If you have elasticsearch installed, please refer to the Elasticsearch installation document on the github wiki for the instructions on upgrading from 1.4 to 1.5.


#2

Upgrade worked fine. One minor detail: elasticsearch repositories were disabled on upgrade to Vivid, but that’s an easy fix.

Everything then went swimmingly, but elasticsearch doesn’t start.
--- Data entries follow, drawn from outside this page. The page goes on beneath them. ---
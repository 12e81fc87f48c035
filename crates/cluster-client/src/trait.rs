//! Cluster client traits for mocking
//!
//! The concrete kube-backed clients implement these traits, and reconciler
//! tests use the in-memory mocks instead.

use std::sync::Arc;

use crds::{Cluster, Machine, RKE2Config, RKE2ControlPlane};
use k8s_openapi::api::core::v1::{ConfigMap, Node, Secret};

use crate::error::ClientError;

/// Typed access to the management cluster
///
/// All async methods must be `Send` to work with Tokio's work-stealing runtime.
/// Status patches carry the `resourceVersion` of the passed object, so a
/// stale write fails with [`ClientError::Conflict`].
#[async_trait::async_trait]
pub trait ClusterClientTrait: Send + Sync {
    // Bootstrap and control plane objects
    async fn get_rke2_config(&self, namespace: &str, name: &str) -> Result<RKE2Config, ClientError>;
    async fn patch_rke2_config_status(&self, config: &RKE2Config) -> Result<RKE2Config, ClientError>;
    async fn get_control_plane(&self, namespace: &str, name: &str) -> Result<RKE2ControlPlane, ClientError>;
    async fn patch_control_plane_status(&self, control_plane: &RKE2ControlPlane) -> Result<RKE2ControlPlane, ClientError>;

    // Cluster API objects
    async fn get_cluster(&self, namespace: &str, name: &str) -> Result<Cluster, ClientError>;
    async fn get_machine(&self, namespace: &str, name: &str) -> Result<Machine, ClientError>;
    /// Machines labelled with `cluster.x-k8s.io/cluster-name=<cluster_name>`
    async fn list_machines(&self, namespace: &str, cluster_name: &str) -> Result<Vec<Machine>, ClientError>;
    async fn patch_machine_status(&self, machine: &Machine) -> Result<Machine, ClientError>;

    // Core objects
    async fn get_secret(&self, namespace: &str, name: &str) -> Result<Secret, ClientError>;
    async fn create_secret(&self, secret: &Secret) -> Result<Secret, ClientError>;
    async fn update_secret(&self, secret: &Secret) -> Result<Secret, ClientError>;
    async fn get_config_map(&self, namespace: &str, name: &str) -> Result<ConfigMap, ClientError>;
    async fn create_config_map(&self, config_map: &ConfigMap) -> Result<ConfigMap, ClientError>;
    async fn delete_config_map(&self, namespace: &str, name: &str) -> Result<(), ClientError>;

    /// Client for the workload cluster, built from `<cluster>-kubeconfig`
    async fn workload_cluster(&self, namespace: &str, cluster_name: &str) -> Result<Arc<dyn WorkloadClusterTrait>, ClientError>;
}

/// Read access to a workload cluster's nodes
#[async_trait::async_trait]
pub trait WorkloadClusterTrait: Send + Sync {
    /// Nodes labelled `node-role.kubernetes.io/control-plane=true`
    async fn list_control_plane_nodes(&self) -> Result<Vec<Node>, ClientError>;

    /// Detailed status of a single node
    async fn get_node(&self, name: &str) -> Result<Node, ClientError>;
}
I’ve upgraded on both my computers and the same, with similar errors:

  File "/home/sujato/.pyenv/versions/suttacentral/lib/python3.4/site-packages/cherrypy/_cprequest.py", line 670, in respond
    response.body = self.handler()
  File "/home/sujato/.pyenv/versions/suttacentral/lib/python3.4/site-packages/cherrypy/lib/encoding.py", line 212, in __call__
    self.body = self.oldhandler(*args, **kwargs)
  File "/home/sujato/.pyenv/versions/suttacentral/lib/python3.4/site-packages/cherrypy/lib/jsontools.py", line 63, in json_handler
    value = cherrypy.serving.request._json_inner_handler(*args, **kwargs)
  File "/home/sujato/.pyenv/versions/suttacentral/lib/python3.4/site-packages/cherrypy/_cpdispatch.py", line 61, in __call__
    return self.callable(*self.args, **self.kwargs)
  File "/home/sujato/suttacentral/sc/root.py", line 75, in data
    return show.data(**kwargs)
  File "/home/sujato/suttacentral/sc/show.py", line 201, in data
    out[name] = getattr(sc.data.data, name)(**kwargs)
  File "/home/sujato/suttacentral/sc/data.py", line 8, in translation_count
    return sc.search.query.div_translation_count(lang)
  File "/home/sujato/suttacentral/sc/search/query.py", line 28, in div_translation_count
    result = es.search(index=lang, doc_type='text', search_type='count', body=body)
  File "/home/sujato/.pyenv/versions/suttacentral/lib/python3.4/site-packages/elasticsearch/client/utils.py", line 68, in _wrapped
    return func(*args, params=params, **kwargs)
  File "/home/sujato/.pyenv/versions/suttacentral/lib/python3.4/site-packages/elasticsearch/client/__init__.py", line 497, in search
    params=params, body=body)
  File "/home/sujato/.pyenv/versions/suttacentral/lib/python3.4/site-packages/elasticsearch/transport.py", line 307, in perform_request
    status, headers, data = connection.perform_request(method, url, params, body, ignore=ignore, timeout=timeout)
  File "/home/sujato/.pyenv/versions/suttacentral/lib/python3.4/site-packages/elasticsearch/connection/http_urllib3.py", line 82, in perform_request
    raise ConnectionError('N/A', str(e), e)
elasticsearch.exceptions.ConnectionError: ConnectionError(('Connection aborted.', ConnectionRefusedError(111, 'Connection refused'))) caused by: ProtocolError(('Connection aborted.', ConnectionRefusedError(111, 'Connection refused')))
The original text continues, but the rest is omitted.